In last week’s excellent Bad Science article from The Guardian, Ben Goldacre puts his finger on a topic that I think is particularly relevant for physiological computing systems. He quotes press reports about MRI research into “hypoactive sexual desire response” – no, I hadn’t heard of it either, it’s a condition where the person has low libido. In this study women with the condition and ‘normals’ viewed erotic imagery in the scanner. A full article on the study from the Mail can be found here but what caught the attention of Bad Science is this interesting quote from one of the researchers involved: “Being able to identify physiological changes, to me provides significant evidence that it’s a true disorder as opposed to a societal construct.”
As Goldacre points out, this quote betrays an approach to the study of psych0logical states that has much in common with Descartian dualism; according to this view, our experience of the world is distinct and separate from our physiological response to that experience of the world. In this particular case, the researcher obviously feels that personal experience of low libido is insufficient evidence in itself of any psychological disorder, but the condition becomes ‘true’ when that experience is accompanied by verifiable changes in brain activity.
We shouldn’t be too critical of the researcher quoted earlier. He is simply responded to several cultural factors – the need for scientific research to seek objective data that can be publicly observed, the fact that he’s working in a psychosomatic domain where disorders require objective criteria for diagnosis and (in my opinion) an implicit tendency towards the ongoing medicalisation of everyday life (see this earlier Bad Science article for more provocation on that topic). But from the perspective of the individual, does the experience of low libido or a headache or depression require this kind of objective and scientific justification? I would say not, at least for the vast majority, but I do wonder if the widespread adoption of body blogging, pervasive sensors and personal informatics might accelerate a trend towards this kind of objective self-awareness.
Several writers on this kind of technology (including myself) have argued that physiological computing technology has the potential to enhance self-awareness of the individual, to effectively reduce or ameliorate negative psychological states. This perspective comes from the biofeedback paradigm, i.e. by making unconscious physiological processes visible and open to inspection, we enhance the ability of the individual to self-regulate those processes. In some cases, where self-awareness may be blunted due to fatigue, stress or medical conditions (e.g. Picard’s work on feedback/emotional regulation of autistic children, see press article here), the benefits of this approach are obvious. On the other hand, we should acknowledge that there is also the potential for an amplification of a negative state via a biofeedback display. For instance, if I am annoyed by some real or imagined slight, then I check my physiological response and it’s sky-high, that might make me even more annoyed? “Look what they did to me!” Possibly… Or perhaps with experience, self-regulation would allow me to use the feedback in a more constructive way.

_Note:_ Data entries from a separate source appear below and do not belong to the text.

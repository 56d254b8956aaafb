//! Error inbox API Handlers

use axum::extract::{Path, Query, State};
use http::HeaderMap;
use shared::error::{ApiResponse, AppResult};
use shared::models::{ActionToken, ErrorRecord, InboxPage, InboxQuery, RetryOutcome, RetryRequest};
use validator::Validate;

use crate::api::extract::validation_error;
use crate::api::{ValidatedJson, authorize};
use crate::auth::CurrentUser;
use crate::core::ServerState;
use crate::features::Module;

fn scoped_record(state: &ServerState, user: &CurrentUser, error_id: &str) -> AppResult<ErrorRecord> {
    let record = state.inbox.get(error_id)?;
    authorize(state, user, &record.venue_id, Module::Observability)?;
    Ok(record)
}

/// GET /api/observability/errors
pub async fn list(
    State(state): State<ServerState>,
    user: CurrentUser,
    Query(query): Query<InboxQuery>,
) -> AppResult<ApiResponse<InboxPage>> {
    query.validate().map_err(validation_error)?;
    authorize(&state, &user, &query.venue_id, Module::Observability)?;
    Ok(ApiResponse::new("page", state.inbox.list(&query)?))
}

/// GET /api/observability/errors/{id}
pub async fn get(
    State(state): State<ServerState>,
    user: CurrentUser,
    Path(id): Path<String>,
) -> AppResult<ApiResponse<ErrorRecord>> {
    Ok(ApiResponse::new("error", scoped_record(&state, &user, &id)?))
}

/// POST /api/observability/errors/{id}/token
pub async fn mint_token(
    State(state): State<ServerState>,
    user: CurrentUser,
    Path(id): Path<String>,
) -> AppResult<ApiResponse<ActionToken>> {
    scoped_record(&state, &user, &id)?;
    Ok(ApiResponse::new("token", state.inbox.mint_token(&id, &user.id)?))
}

/// POST /api/observability/errors/{id}/retry
///
/// The replay runs with the operator's own credentials.
pub async fn retry(
    State(state): State<ServerState>,
    user: CurrentUser,
    Path(id): Path<String>,
    headers: HeaderMap,
    ValidatedJson(payload): ValidatedJson<RetryRequest>,
) -> AppResult<ApiResponse<RetryOutcome>> {
    scoped_record(&state, &user, &id)?;
    let authorization = headers
        .get(http::header::AUTHORIZATION)
        .and_then(|v| v.to_str().ok())
        .map(str::to_string);

    let outcome = state
        .inbox
        .retry(&id, &payload, &user.id, authorization)
        .await?;
    Ok(ApiResponse::new("outcome", outcome))
}

/// POST /api/observability/errors/{id}/ack
pub async fn acknowledge(
    State(state): State<ServerState>,
    user: CurrentUser,
    Path(id): Path<String>,
) -> AppResult<ApiResponse<ErrorRecord>> {
    scoped_record(&state, &user, &id)?;
    Ok(ApiResponse::new("error", state.inbox.acknowledge(&id, &user.id)?))
}

/// POST /api/observability/errors/{id}/suppress
pub async fn suppress(
    State(state): State<ServerState>,
    user: CurrentUser,
    Path(id): Path<String>,
) -> AppResult<ApiResponse<ErrorRecord>> {
    scoped_record(&state, &user, &id)?;
    Ok(ApiResponse::new("error", state.inbox.suppress(&id, &user.id)?))
}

However, I do see the real potential for the widespread presence of physiological computing systems to turn us all into Descartian dualists. We will have our experiences (the way we feel) and on the other hand we’ll have a biofeedback display giving another perspective on the self, we have the ‘ego’ that perceives and senses the world and the ‘body’ that provides a mechanical response to the same events. This view of the divided ego may improve self-regulation, simply by permitting some explicit iteration between ego and body, but one wonders if there will be an associated psychological cost with respect to regarding the physiological response of the body as primary or more truthful at some level. This perspective again comes from the medical model that we all have an implicit respect for in Western culture.

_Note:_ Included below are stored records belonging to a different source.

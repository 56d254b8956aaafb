//! HTTP surface: auth, scoping, envelopes, capture and replay

mod common;

use axum::body::Body;
use backoffice_server::build_app;
use common::{add_line, bearer, dish, harness, harness_with, open_order, stock_item};
use http::{Request, StatusCode, header};
use http_body_util::BodyExt;
use rust_decimal_macros::dec;
use serde_json::{Value, json};
use shared::models::{ErrorStatus, OrderStatus};
use tower::ServiceExt;

async fn call(
    state: &backoffice_server::ServerState,
    method: &str,
    uri: &str,
    auth: Option<&str>,
    body: Option<Value>,
) -> (StatusCode, Value) {
    let mut builder = Request::builder().method(method).uri(uri);
    if let Some(auth) = auth {
        builder = builder.header(header::AUTHORIZATION, auth);
    }
    let body = match body {
        Some(v) => {
            builder = builder.header(header::CONTENT_TYPE, "application/json");
            Body::from(v.to_string())
        }
        None => Body::empty(),
    };
    send(state, builder.body(body).unwrap()).await
}

async fn send(state: &backoffice_server::ServerState, request: Request<Body>) -> (StatusCode, Value) {
    let response = build_app(state.clone()).oneshot(request).await.unwrap();
    let status = response.status();
    let bytes = response.into_body().collect().await.unwrap().to_bytes();
    let json = if bytes.is_empty() {
        Value::Null
    } else {
        serde_json::from_slice(&bytes).unwrap()
    };
    (status, json)
}

#[tokio::test]
async fn health_is_public_and_api_needs_a_token() {
    let h = harness();

    let (status, body) = call(&h.state, "GET", "/api/health", None, None).await;
    assert_eq!(status, StatusCode::OK);
    assert_eq!(body["status"], "ok");
    assert_eq!(body["database"], "ok");

    let (status, body) = call(&h.state, "GET", "/api/inventory/items", None, None).await;
    assert_eq!(status, StatusCode::UNAUTHORIZED);
    assert_eq!(body["ok"], false);
    assert_eq!(body["code"], "NOT_AUTHENTICATED");

    let (status, _) = call(
        &h.state,
        "GET",
        "/api/inventory/items",
        Some("Bearer not-a-jwt"),
        None,
    )
    .await;
    assert_eq!(status, StatusCode::UNAUTHORIZED);
}

#[tokio::test]
async fn other_venue_is_forbidden() {
    let h = harness();
    let auth = bearer(&h.state, "u1", "v1");
    stock_item(&h.state, "v1", "Flour");

    let (status, body) = call(&h.state, "GET", "/api/inventory/items", Some(&auth), None).await;
    assert_eq!(status, StatusCode::OK);
    assert_eq!(body["items"].as_array().unwrap().len(), 1);

    let (status, body) = call(
        &h.state,
        "GET",
        "/api/inventory/items?venue_id=v2",
        Some(&auth),
        None,
    )
    .await;
    assert_eq!(status, StatusCode::FORBIDDEN);
    assert_eq!(body["code"], "PERMISSION_DENIED");
}

#[tokio::test]
async fn disabled_module_is_refused() {
    let h = harness_with(|cfg| cfg.disabled_modules = "v1:payroll".into());
    let auth = bearer(&h.state, "u1", "v1");

    let (status, body) = call(
        &h.state,
        "POST",
        "/api/payroll/compute",
        Some(&auth),
        Some(json!({"gross_annual": "20000", "category": "Single"})),
    )
    .await;
    assert_eq!(status, StatusCode::FORBIDDEN);
    assert_eq!(body["code"], "FEATURE_DISABLED");

    // Another venue keeps the module
    let auth = bearer(&h.state, "u2", "v2");
    let (_, body) = call(
        &h.state,
        "POST",
        "/api/payroll/compute",
        Some(&auth),
        Some(json!({"gross_annual": "20000", "category": "Single"})),
    )
    .await;
    assert_ne!(body["code"], "FEATURE_DISABLED");
}

#[tokio::test]
async fn malformed_body_gets_the_error_envelope() {
    let h = harness();
    let auth = bearer(&h.state, "u1", "v1");

    let request = Request::builder()
        .method("POST")
        .uri("/api/inventory/suppliers")
        .header(header::AUTHORIZATION, &auth)
        .header(header::CONTENT_TYPE, "application/json")
        .body(Body::from("{not json"))
        .unwrap();
    let (status, body) = send(&h.state, request).await;
    assert_eq!(status, StatusCode::BAD_REQUEST);
    assert_eq!(body["ok"], false);
    assert_eq!(body["code"], "INVALID_REQUEST");

    let (status, body) = call(
        &h.state,
        "POST",
        "/api/inventory/suppliers",
        Some(&auth),
        Some(json!({"venue_id": "v1", "name": ""})),
    )
    .await;
    assert_eq!(status, StatusCode::BAD_REQUEST);
    assert_eq!(body["code"], "VALIDATION_FAILED");
    assert_eq!(body["details"][0]["path"], "name");
}

#[tokio::test]
async fn payment_idempotency_key_from_header() {
    let h = harness();
    let auth = bearer(&h.state, "u1", "v1");
    let x = stock_item(&h.state, "v1", "Lemonade");
    let m = dish(&h.state, "v1", &x.id, dec!(1), 5000);
    let order = open_order(&h.state, "v1");
    add_line(&h.state, &order.id, &m.id, 1);
    h.state.orders.send(&order.id).unwrap();

    let pay = || {
        Request::builder()
            .method("POST")
            .uri(format!("/api/pos/orders/{}/payments", order.id))
            .header(header::AUTHORIZATION, &auth)
            .header(header::CONTENT_TYPE, "application/json")
            .header("Idempotency-Key", "till-7-0001")
            .body(Body::from(json!({"tender_type": "CASH", "amount": 5000}).to_string()))
            .unwrap()
    };

    let (status, first) = send(&h.state, pay()).await;
    assert_eq!(status, StatusCode::OK);
    assert_eq!(first["result"]["payment"]["idempotency_key"], "till-7-0001");
    assert_eq!(first["result"]["order"]["status"], "PAID");

    let (status, again) = send(&h.state, pay()).await;
    assert_eq!(status, StatusCode::OK);
    assert_eq!(again["result"]["payment"]["id"], first["result"]["payment"]["id"]);
    assert_eq!(h.state.tender.list_payments(&order.id).unwrap().len(), 1);
    assert_eq!(h.state.orders.get_order(&order.id).unwrap().status, OrderStatus::Paid);
}

#[tokio::test]
async fn captured_failure_is_retried_with_a_patch() {
    let h = harness();
    let auth = bearer(&h.state, "u1", "v1");

    let (status, body) = call(
        &h.state,
        "POST",
        "/api/pos/orders",
        Some(&auth),
        Some(json!({"session_id": "", "table_id": "table-4"})),
    )
    .await;
    assert_eq!(status, StatusCode::BAD_REQUEST);
    assert_eq!(body["code"], "VALIDATION_FAILED");

    let (status, body) = call(
        &h.state,
        "GET",
        "/api/observability/errors?venue_id=v1",
        Some(&auth),
        None,
    )
    .await;
    assert_eq!(status, StatusCode::OK);
    assert_eq!(body["page"]["total"], 1);
    let record = &body["page"]["items"][0];
    assert_eq!(record["display_id"], "ERR-000001");
    assert_eq!(record["domain"], "pos");
    assert_eq!(record["retry_plan"]["allowed"], true);
    let error_id = record["id"].as_str().unwrap().to_string();

    let (status, body) = call(
        &h.state,
        "POST",
        &format!("/api/observability/errors/{error_id}/token"),
        Some(&auth),
        None,
    )
    .await;
    assert_eq!(status, StatusCode::OK);
    let token = body["token"]["token"].as_str().unwrap().to_string();

    let retry = json!({"token": token, "patch": {"body": {"table_id": "table-42"}}});
    let (status, body) = call(
        &h.state,
        "POST",
        &format!("/api/observability/errors/{error_id}/retry"),
        Some(&auth),
        Some(retry.clone()),
    )
    .await;
    assert_eq!(status, StatusCode::OK);
    assert_eq!(body["outcome"]["resolved"], true);
    assert_eq!(body["outcome"]["status_code"], 201);
    assert_eq!(
        body["outcome"]["idempotency_key"],
        format!("OBS-RETRY-{error_id}-1")
    );

    {
        let calls = h.replayer.calls.lock();
        assert_eq!(calls.len(), 1);
        assert_eq!(calls[0].method, "POST");
        assert_eq!(calls[0].path, "/api/pos/orders");
        assert_eq!(calls[0].body["table_id"], "table-42");
        assert_eq!(calls[0].body["session_id"], "");
        assert_eq!(calls[0].authorization.as_deref(), Some(auth.as_str()));
    }
    assert_eq!(h.state.inbox.get(&error_id).unwrap().status, ErrorStatus::Resolved);

    let (status, body) = call(
        &h.state,
        "POST",
        &format!("/api/observability/errors/{error_id}/retry"),
        Some(&auth),
        Some(retry),
    )
    .await;
    assert_eq!(status, StatusCode::CONFLICT);
    assert_eq!(body["code"], "TOKEN_USED");
    assert_eq!(h.replayer.calls.lock().len(), 1);
}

In my view, users must have an informed perspective on the feedback provided by the system – the feedback is not ‘you’, it is a representation that should augment rather than obscure the process of self-perception. If not, we end up in the same situation as the researcher quoted earlier in this post – looking for objective physiological markers in order to both drive and validate our own experiences and interpretation of the world, always in search of an elusive truth.